SACRAMENTO, Calif. — A Palestinian American nurse has filed a lawsuit against Kaiser Foundation Hospitals, alleging the health care system failed to protect her from a racially motivated assault by a coworker and later retaliated against her after she reported the incident.
On Feb. 5, 2026, the Workers’ Advocate Law Group Professional Corporation and the Sacramento Valley office of the Council on American-Islamic Relations jointly filed the lawsuit against Kaiser Foundation Hospitals. According to a CAIR Sacramento Valley press release issued Feb. 6, the lawsuit was filed in Alameda County Superior Court on behalf of Mona Joy Katafi.
Katafi, a Christian Palestinian American registered nurse and mother of three, has worked at Kaiser hospitals for nine years.
The complaint alleges Kaiser Foundation Hospitals failed to fulfill its legal duty to protect employees from abuse.
According to the complaint, the alleged abuse began after a coworker made statements expressing vitriol toward Arabs, Muslims and Palestinians in January 2023. The coworker allegedly said, “I hate Arabs and Muslims since September 11,” in the presence of witnesses.
The same coworker is also alleged to have complained to Kaiser management about Katafi’s online avatar, arguing that the Palestinian flag was “linked to terrorism” and that Katafi “posed a threat.”
Despite these incidents, the lawsuit alleges Kaiser took no action against the coworker.
The complaint further alleges that on Aug. 8, 2024, the coworker physically assaulted Katafi at work by “forcefully push[ing] a chair into the back of [Katafi]’s legs, causing [her] body to fall forward and her knees to buckle.”

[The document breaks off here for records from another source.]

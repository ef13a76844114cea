use serde::{Deserialize, Serialize};
use uuid::Uuid;

#[derive(Debug, Clone, Copy, PartialEq, Eq, Hash, Serialize, Deserialize)]
pub enum ResourceKind {
    Operator,
    Machine,
    Generic,
}

impl ResourceKind {
    pub fn label(&self) -> &'static str {
        match self {
            ResourceKind::Operator => "Operators",
            ResourceKind::Machine => "Machines",
            ResourceKind::Generic => "Other",
        }
    }
}

/// A resource that tasks are assigned to. Each resource occupies one row
/// of the chart (when its group is expanded).
#[derive(Debug, Clone, PartialEq, Serialize, Deserialize)]
pub struct Resource {
    pub id: Uuid,
    pub name: String,
    pub kind: ResourceKind,
    pub capacity: u32,
    pub group_id: Option<Uuid>,
}

impl Resource {
    pub fn new(name: impl Into<String>, kind: ResourceKind) -> Self {
        Self {
            id: Uuid::new_v4(),
            name: name.into(),
            kind,
            capacity: 1,
            group_id: None,
        }
    }
}

/// Grouping metadata for resources.
#[derive(Debug, Clone, PartialEq, Serialize, Deserialize)]
pub struct ResourceGroup {
    pub id: Uuid,
    pub name: String,
}

/// A production order. Tasks may belong to an order; when grouping by
/// order, orders sort by ascending `priority`.
#[derive(Debug, Clone, PartialEq, Serialize, Deserialize)]
pub struct Order {
    pub id: Uuid,
    pub name: String,
    pub priority: i32,
}

impl Order {
    pub fn new(name: impl Into<String>, priority: i32) -> Self {
        Self {
            id: Uuid::new_v4(),
            name: name.into(),
            priority,
        }
    }
}
use chrono::{DateTime, Utc};
use egui::Pos2;
use uuid::Uuid;

use super::task::Task;

/// What part of the task the pointer grabbed.
#[derive(Debug, Clone, Copy, PartialEq, Eq)]
pub enum DragKind {
    Move,
    ResizeStart,
    ResizeEnd,
    Reassign,
}

/// In-progress pointer drag over a task.
///
/// Created on drag start, mutated on every pointer move, and consumed
/// exactly once on commit (or discarded on cancel). Never outlives the
/// drag session.
#[derive(Debug, Clone)]
pub struct DragState {
    pub kind: DragKind,
    pub task_id: Uuid,
    /// Snapshot of the task at drag start.
    pub original: Task,
    pub preview_start: DateTime<Utc>,
    pub preview_end: DateTime<Utc>,
    pub preview_resource: Uuid,
    /// Tasks on the preview resource overlapping the preview interval.
    pub collisions: Vec<Uuid>,
    /// Incident dependency ids violated by the preview times.
    pub violations: Vec<Uuid>,
    /// Raw pointer position, surface-relative pixels.
    pub pointer: Pos2,
}

impl DragState {
    pub fn begin(kind: DragKind, task: &Task, pointer: Pos2) -> Self {
        Self {
            kind,
            task_id: task.id,
            original: task.clone(),
            preview_start: task.start_time,
            preview_end: task.end_time(),
            preview_resource: task.resource_id,
            collisions: Vec::new(),
            violations: Vec::new(),
            pointer,
        }
    }

    /// True once the preview differs from the original snapshot.
    pub fn has_moved(&self) -> bool {
        self.preview_start != self.original.start_time
            || self.preview_end != self.original.end_time()
            || self.preview_resource != self.original.resource_id
    }

    pub fn is_valid(&self) -> bool {
        self.violations.is_empty()
    }
}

Katafi immediately reported the incident, but Kaiser did not respond for 10 months before closing the case as “unsubstantiated,” despite not interviewing any witnesses, according to the complaint. The same day her report was closed, a “retaliatory” investigation was opened against her.
“I reported the assault immediately,” Katafi said in the press release. “I followed every policy. I waited for Kaiser to protect me. Instead, they spent ten months protecting the person who hurt me. I had to leave my Emergency Room position because Kaiser refused to separate me from my assailant. I am a mother of three children who depends on my Kaiser health insurance—I cannot quit. But I should not have to work alongside someone who physically attacked me.”
CAIR (Council on American-Islamic Relations) Sacramento Valley and the Workers’ Advocate Law Group PC allege Kaiser repeatedly failed to enforce legal protections for Arab and Muslim Americans in its hospitals.
“Kaiser paid $11.5 million in Stewart v. Kaiser in 2021 to fix its discrimination problem,” said Samy Harmoush, founding attorney of Workers’ Advocate Law Group PC. “Three years later, under court supervision, Kaiser allowed an employee to say ‘I hate Arabs and Muslims since September 11,’ physically assault a Palestinian Christian nurse, and then retaliated against her for complaining. This isn’t a failure of training. It’s a choice.”
“When an employer fails to protect an employee from workplace harassment and violence rooted in discrimination, and then retaliates against that employee for reporting it, they violate both state and federal civil rights protections,” said Layli Shirani, civil rights managing attorney for CAIR Sacramento Valley, in the press release.
“Kaiser had multiple opportunities to intervene,” Shirani added. “Instead, they conducted a months-long investigation that never interviewed the assault witness, then opened a retaliatory investigation against Mona the same day they denied her appeal. That’s institutional discrimination.”
Kaiser Foundation Hospitals is one of California’s largest employers, employing millions of men and women from diverse backgrounds. As the complaint notes, Arab and Muslim Americans are protected from discrimination based on their ethnicity and religion under federal and state law.